Certain issues and problems, however, occur with sufficient regularity to warrant discussion. In this chapter, I consider subgrouping, conflict, self-disclosure, and termination of therapy. In the next chapter, I discuss certain recurrent behavioral configurations in individuals that present a challenge to the therapist and to the group.

SUBGROUPING

Fractionalization—the splitting off of smaller units—occurs in every social organization. The process may be transient or enduring, helpful or harmful, for the parent organization. Therapy groups are no exception. Subgroup formation is an inevitable and often disruptive event in the life of the group, yet there too the process, if understood and harnessed properly, may further the therapeutic work.† How do we account for the phenomenon of subgrouping? We need to consider both individual and group factors.

Individual Factors

Members’ concerns about personal connection and status often motivate the creation of the subgroup.† A subgroup in the therapy group arises from the belief of two or more members that they can derive more gratification from a relationship with one another than from the entire group. Members who violate group norms by secret liaisons are opting for need gratification rather than for pursuit of personal change—their primary reason for being in therapy (see the discussion of primary task and secondary gratification in chapter 6). Need frustration occurs early in therapy: for example, members with strong needs for intimacy, dependency, sexual conquests, or dominance may soon sense the impossibility of gratifying these needs in the group and often attempt to gratify them outside the formal group.

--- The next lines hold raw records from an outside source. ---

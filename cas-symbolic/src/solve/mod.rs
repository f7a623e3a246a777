//! Goal-directed solving of equations and systems of equations.
//!
//! The [`Solver`] runs a population search over the space of rewrites of its input equations.
//! Each round, every candidate that has not been expanded yet is rewritten by every transform at
//! every node (see [`rewrite_each_node`]), and its basic simplification is added as well. New
//! candidates are scored by summing the scores of the [`Goal`]s, and only the best
//! [`SolveOptions::population`] candidates survive into the next round. Candidates are
//! deduplicated by their printed canonical form.
//!
//! The search stops when:
//!
//! - the best fitness has not changed over [`SolveOptions::stagnation_window`] rounds,
//! - a round produces no candidate that has not been seen before,
//! - [`SolveOptions::max_rounds`] rounds have run, or
//! - the [`CancellationToken`] is cancelled.
//!
//! In a system of equations, an equation that is [isolated](isolated_variable) for some variable
//! is substituted into the other candidates, which is how variables are eliminated.
//!
//! ```
//! use cas_symbolic::{rules::equation, solve::{Isolate, Solver}, Expr};
//!
//! let eq = "2*x + 1 = y".parse::<Expr>().unwrap();
//! let solution = Solver::new(equation::rules().to_vec())
//!     .with_goal(Isolate::new("x"))
//!     .solve(&[eq]);
//! assert!(solution.success());
//! assert_eq!(solution.expr, "x = (y - 1)/2".parse::<Expr>().unwrap());
//! ```

mod cancel;
mod goal;
mod options;

pub use cancel::CancellationToken;
pub use goal::{Complexity, Eliminate, Goal, Isolate, TargetForm};
pub use options::{
    SolveOptions,
    SolveOptionsBuilder,
    DEFAULT_MAX_ROUNDS,
    DEFAULT_POPULATION,
    DEFAULT_STAGNATION_WINDOW,
};

use crate::{
    canonicalize,
    expr::{shape::first_invalid, Expr},
    rewrite::{rewrite_each_node, rewrite_fully, DEFAULT_MAX_ITERATIONS},
    rule::Rule,
    rules::algebra,
    solution::{Solution, Status, Termination},
    step_collector::StepCollector,
};
use rayon::{prelude::*, ThreadPool, ThreadPoolBuilder};
use std::collections::HashSet;
use tracing::{debug, warn};

/// A summary of a completed search round, reported through
/// [`Solver::solve_with_reports`].
#[derive(Debug, Clone)]
pub struct RoundReport {
    /// The number of the round, starting at 1.
    pub round: usize,

    /// The best candidate after the round.
    pub best: Expr,

    /// The fitness of the best candidate.
    pub best_fitness: f64,

    /// The number of candidates that survived the round.
    pub population: usize,

    /// The number of previously unseen candidates the round produced.
    pub new_candidates: usize,
}

/// A member of the population.
#[derive(Debug, Clone)]
struct Candidate {
    expr: Expr,
    fitness: f64,
    expanded: bool,
}

/// If the expression is an equation whose left-hand side is a bare symbol that does not occur in
/// its right-hand side, returns the name of the symbol.
///
/// ```
/// use cas_symbolic::{solve::isolated_variable, Expr};
///
/// let eq = "y = x + 1".parse::<Expr>().unwrap();
/// assert_eq!(isolated_variable(&eq), Some("y"));
///
/// let eq = "y = y*x".parse::<Expr>().unwrap();
/// assert_eq!(isolated_variable(&eq), None);
/// ```
pub fn isolated_variable(expr: &Expr) -> Option<&str> {
    let (lhs, rhs) = expr.as_equation()?;
    let var = lhs.as_symbol()?;
    (!rhs.contains_symbol(var)).then_some(var)
}

/// Substitutes the isolated equation into the target, if the target mentions its variable.
///
/// Returns [`None`] if the equation is not isolated, or if the substitution would not change the
/// target.
fn substitute_isolated(isolated: &Expr, target: &Expr) -> Option<Expr> {
    let var = isolated_variable(isolated)?;
    let (_, value) = isolated.as_equation()?;
    if isolated.structurally_eq(target) || !target.contains_symbol(var) {
        return None;
    }
    Some(canonicalize(&target.replace_symbol(var, value)))
}

/// A goal-directed equation solver. See the [module-level documentation](self) for details.
pub struct Solver {
    transforms: Vec<Rule>,
    goals: Vec<Box<dyn Goal>>,
    options: SolveOptions,
    cancellation: CancellationToken,
}

impl Solver {
    /// Creates a solver that rewrites candidates with the given transforms. The solver has no
    /// goals, so every candidate scores 0 until goals are added with [`Solver::with_goal`].
    pub fn new(transforms: Vec<Rule>) -> Self {
        Self {
            transforms,
            goals: Vec::new(),
            options: SolveOptions::default(),
            cancellation: CancellationToken::new(),
        }
    }

    /// Adds a goal to the solver.
    pub fn with_goal(mut self, goal: impl Goal + 'static) -> Self {
        self.goals.push(Box::new(goal));
        self
    }

    /// Adds several boxed goals to the solver.
    pub fn with_goals(mut self, goals: impl IntoIterator<Item = Box<dyn Goal>>) -> Self {
        self.goals.extend(goals);
        self
    }

    /// Sets the options of the search.
    pub fn with_options(mut self, options: SolveOptions) -> Self {
        self.options = options;
        self
    }

    /// Sets the token that can cancel the search.
    pub fn with_cancellation(mut self, cancellation: CancellationToken) -> Self {
        self.cancellation = cancellation;
        self
    }

    /// Returns the options of the search.
    pub fn options(&self) -> &SolveOptions {
        &self.options
    }

    /// Solves the system of equations.
    pub fn solve(&self, equations: &[Expr]) -> Solution {
        self.solve_with_reports(equations, &mut ())
    }

    /// Solves the system of equations, reporting a summary of every completed round to the
    /// collector.
    pub fn solve_with_reports(
        &self,
        equations: &[Expr],
        reports: &mut dyn StepCollector<RoundReport>,
    ) -> Solution {
        if equations.is_empty() {
            return Solution::invalid("the system of equations is empty");
        }

        let equations = equations.iter().map(canonicalize).collect::<Vec<_>>();
        if let Some(invalid) = equations.iter().find_map(first_invalid) {
            return Solution::invalid(format!("`{}` has an invalid shape", invalid));
        }

        let mut seen = HashSet::new();
        let mut population = Vec::new();
        for eq in &equations {
            self.admit(eq.clone(), &mut seen, &mut population);
        }
        if self.options.seed_substitutions {
            for isolated in &equations {
                for target in &equations {
                    if let Some(expr) = substitute_isolated(isolated, target) {
                        self.admit(expr, &mut seen, &mut population);
                    }
                }
            }
        }
        rank(&mut population, self.options.population);

        if population.is_empty() {
            debug!("no finite candidates among the input equations");
            return Solution {
                expr: equations[0].clone(),
                status: Status::NoCandidates,
                rounds: 0,
                termination: Termination::Exhausted,
            };
        }

        let pool = self.thread_pool();
        let mut history = Vec::new();
        let mut round = 0;

        let termination = loop {
            if self.cancellation.is_cancelled() {
                break Termination::Cancelled;
            }
            if round >= self.options.max_rounds {
                break Termination::RoundLimit;
            }
            round += 1;

            let pending = population.iter()
                .enumerate()
                .filter(|(_, candidate)| !candidate.expanded)
                .map(|(i, _)| i)
                .collect::<Vec<_>>();
            let exprs = pending.iter()
                .map(|&i| population[i].expr.clone())
                .collect::<Vec<_>>();
            let expansions = self.expand_all(&exprs, pool.as_ref());

            let mut fresh = Vec::new();
            for (&i, expansion) in pending.iter().zip(expansions) {
                let Some(results) = expansion else {
                    continue;
                };
                population[i].expanded = true;
                for expr in results {
                    self.admit(expr, &mut seen, &mut fresh);
                }
            }

            if self.options.substitute_isolated {
                let substitutions = substitution_pass(&population, &fresh);
                for expr in substitutions {
                    self.admit(expr, &mut seen, &mut fresh);
                }
            }

            let new_candidates = fresh.len();
            population.extend(fresh);
            rank(&mut population, self.options.population);

            let best = &population[0];
            debug!(
                round,
                best = %best.expr,
                fitness = best.fitness,
                new_candidates,
                "finished round",
            );
            reports.push(RoundReport {
                round,
                best: best.expr.clone(),
                best_fitness: best.fitness,
                population: population.len(),
                new_candidates,
            });

            history.push(best.fitness);
            if self.cancellation.is_cancelled() {
                break Termination::Cancelled;
            }
            if is_stagnant(&history, self.options.stagnation_window) {
                break Termination::Stagnation;
            }
            if new_candidates == 0 {
                break Termination::Exhausted;
            }
        };

        let status = match termination {
            Termination::RoundLimit => Status::MaxIterationsReached,
            Termination::Cancelled => Status::Cancelled,
            _ => Status::Solved,
        };
        let best = &population[0];
        debug!(?termination, rounds = round, best = %best.expr, "search stopped");

        Solution {
            expr: best.expr.clone(),
            status,
            rounds: round,
            termination,
        }
    }

    /// Sums the scores of every goal. A `NaN` fitness ranks below every other fitness.
    fn fitness(&self, expr: &Expr) -> f64 {
        let fitness = self.goals.iter().map(|goal| goal.score(expr)).sum::<f64>();
        if fitness.is_nan() {
            f64::NEG_INFINITY
        } else {
            fitness
        }
    }

    /// Adds the expression to the list of candidates, unless it has been seen before or contains
    /// a non-finite number.
    fn admit(&self, expr: Expr, seen: &mut HashSet<String>, candidates: &mut Vec<Candidate>) {
        if !expr.is_finite() || !seen.insert(expr.to_string()) {
            return;
        }

        let fitness = self.fitness(&expr);
        candidates.push(Candidate { expr, fitness, expanded: false });
    }

    /// Builds the worker pool, if the search should run on more than one thread.
    fn thread_pool(&self) -> Option<ThreadPool> {
        if self.options.threads <= 1 {
            return None;
        }

        match ThreadPoolBuilder::new().num_threads(self.options.threads).build() {
            Ok(pool) => Some(pool),
            Err(err) => {
                warn!(%err, "failed to build thread pool, expanding candidates sequentially");
                None
            },
        }
    }

    /// Expands every expression, on the worker pool if there is one. The results are in the same
    /// order as the expressions; an expression skipped because of cancellation has no results.
    fn expand_all(&self, exprs: &[Expr], pool: Option<&ThreadPool>) -> Vec<Option<Vec<Expr>>> {
        match pool {
            Some(pool) => pool.install(|| {
                exprs.par_iter()
                    .map(|expr| self.expand(expr))
                    .collect()
            }),
            None => exprs.iter()
                .map(|expr| self.expand(expr))
                .collect(),
        }
    }

    /// Returns every one-step rewrite of the expression by the transforms, and its basic
    /// simplification. Returns [`None`] if the search was cancelled.
    fn expand(&self, expr: &Expr) -> Option<Vec<Expr>> {
        if self.cancellation.is_cancelled() {
            return None;
        }

        let mut results = self.transforms.iter()
            .flat_map(|rule| rewrite_each_node(expr, rule))
            .collect::<Vec<_>>();

        if self.options.reduce {
            let (reduced, changed) = rewrite_fully(expr, algebra::rules(), DEFAULT_MAX_ITERATIONS);
            if changed {
                results.push(reduced);
            }
        }

        Some(results)
    }
}

/// Substitutes isolated candidates into other candidates, for every pair in which at least one of
/// the two candidates is new this round.
fn substitution_pass(population: &[Candidate], fresh: &[Candidate]) -> Vec<Expr> {
    let old = population.len();
    let all = population.iter()
        .chain(fresh)
        .map(|candidate| &candidate.expr)
        .collect::<Vec<_>>();

    let mut results = Vec::new();
    for (i, isolated) in all.iter().enumerate() {
        if isolated_variable(isolated).is_none() {
            continue;
        }
        for (j, target) in all.iter().enumerate() {
            if i < old && j < old {
                continue;
            }
            if let Some(expr) = substitute_isolated(isolated, target) {
                results.push(expr);
            }
        }
    }

    results
}

/// Sorts the candidates by descending fitness and keeps the best `size` of them. Candidates with
/// equal fitness keep their relative order, so older candidates win ties.
fn rank(candidates: &mut Vec<Candidate>, size: usize) {
    candidates.sort_by(|a, b| b.fitness.total_cmp(&a.fitness));
    candidates.truncate(size.max(1));
}

/// Returns true if the last `window` best fitnesses are all equal.
fn is_stagnant(history: &[f64], window: usize) -> bool {
    if window == 0 || history.len() < window {
        return false;
    }

    let recent = &history[history.len() - window..];
    recent.iter().all(|&fitness| fitness == recent[0])
}

/// Solves the system of equations with the given transforms and goals, using the default options
/// apart from the round cap and the population size.
pub fn solve(
    equations: &[Expr],
    transforms: Vec<Rule>,
    goals: Vec<Box<dyn Goal>>,
    max_rounds: usize,
    population: usize,
) -> Solution {
    let options = SolveOptionsBuilder::new()
        .max_rounds(max_rounds)
        .population(population)
        .build();
    Solver::new(transforms)
        .with_goals(goals)
        .with_options(options)
        .solve(equations)
}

In one sense, these members are “acting out”: they engage in behavior
outside
the therapy setting that relieves inner tensions and avoids direct expression or exploration of feeling or emotion. Sometimes it is only possible in retrospect to discriminate “acting out” from acting or participating in the therapy group. Let me clarify.

Keep in mind that the course of the therapy group is a continual cycle of action and analysis of this action. The social microcosm of the group depends on members’ engaging in their habitual patterns of behavior, which are then examined by the individual and the group. Acting out becomes resistance only
when one refuses to examine one’s behavior.
Extragroup behavior that is not examined in the group becomes a particularly potent form of resistance, whereas
extragroup behavior that is subsequently brought back into the group and worked through may prove to be of considerable therapeutic import.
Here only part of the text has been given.